Les médecins disent que cela pourrait signifier que les femmes paient des frais excessifs pour des tests illégaux ou risquent des répercussions violentes de la part de membres de leur famille, de partenaires ou de beaux-parents putatifs si elles manquent de preuves.

« Pénaliser les médecins, c’est fermer la seule porte aux patientes, où elles auraient pu trouver de l’aide et des conseils », a déclaré Ghada Hatem-Gantzer, gynécologue à Paris et médecin-chef à la Maison des femmes, un refuge local pour femmes victimes de violence.

« Cela favorise sans aucun doute un marché noir pour les certificats que les pharmacies douteuses factureront cher », a-t-elle déclaré à la Fondation Thomson Reuters.

Avant de délivrer un certificat de virginité, un médecin inspecte généralement l’hymen d’une femme – le tissu fin qui peut recouvrir partiellement son vagin – en vérifiant s’il y a des déchirures ou en mesurant l’ouverture.

On ne sait pas combien de tests sont effectués chaque année, mais les médecins disent qu’ils contrôlent principalement les adolescentes ou les jeunes femmes, souvent sous la pression familiale.

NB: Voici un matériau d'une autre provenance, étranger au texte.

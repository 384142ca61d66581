//! 统一错误模型
//! 批量执行开始之前的致命错误；单个目标的失败见 `common::ExecError`

use thiserror::Error;

/// 结果类型别名
pub type Result<T> = std::result::Result<T, AppError>;

/// 应用错误类型
#[derive(Debug, Error)]
pub enum AppError {
    #[error("Configuration error: {0}")]
    Config(String),

    #[error("Inventory error: {0}")]
    Inventory(String),

    #[error("Validation error: {0}")]
    Validation(String),
}

impl AppError {
    /// 进程退出码（批量执行开始前的错误）
    pub fn exit_code(&self) -> i32 {
        1
    }
}

/// 从 config::ConfigError 转换
impl From<config::ConfigError> for AppError {
    fn from(e: config::ConfigError) -> Self {
        AppError::Config(e.to_string())
    }
}

/// 从 validator::ValidationErrors 转换
impl From<validator::ValidationErrors> for AppError {
    fn from(e: validator::ValidationErrors) -> Self {
        AppError::Validation(e.to_string())
    }
}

« Il n’y a pas de données, officielles ou non, sur le nombre de demandes de certificats de virginité », a déclaré Martine Hatchuel, une autre gynécologue basée à Paris.

« Personnellement, j’ai environ deux à quatre demandes par an… presque toujours de très jeunes filles amenées par leurs mères. »

Les médecins disent que les femmes célibataires craignent d’être rejetées si elles ne peuvent pas montrer un certificat aux familles où les attentes traditionnelles en matière de genre prévalent en matière de relations sexuelles avant le mariage.

« Leur motivation est toujours : ‘ce sont mes parents/ma belle-famille/ma belle-famille qui l’exigent, si ça ne tenait qu’à moi je ne demanderais rien' », a déclaré Hatem-Gantzer.

Mais elle a dit que les filles et les jeunes femmes qui venaient la voir étaient unanimes pour déclarer : « ‘Je ne veux pas rester une vieille fille' ».

LES MUSULMANS

Le gouvernement français ne collecte pas de telles données, mais des groupes de réflexion et des groupes statistiques affirment que la France compte la plus grande minorité musulmane d’Europe : environ 5 millions, soit 7 à 8 % de la population.

Les certificats de virginité peuvent aider à protéger les femmes soupçonnées d’avoir des relations sexuelles illicites contre d’éventuelles représailles, a déclaré Liza Hammer du Collectif Nta Rajel, un collectif féministe français pour les émigrées nord-africaines.

« Si vous voulez régler ce problème, les femmes doivent être prises en charge, et non empêchées d’avoir un morceau de papier dont elles ont besoin pour sauver leur vie », a-t-elle déclaré.

En vertu d’un projet de loi, le président Emmanuel Macron propose un an de prison et une amende de 15 000 euros (17 875 $) pour tout professionnel de la santé qui délivre un certificat de virginité.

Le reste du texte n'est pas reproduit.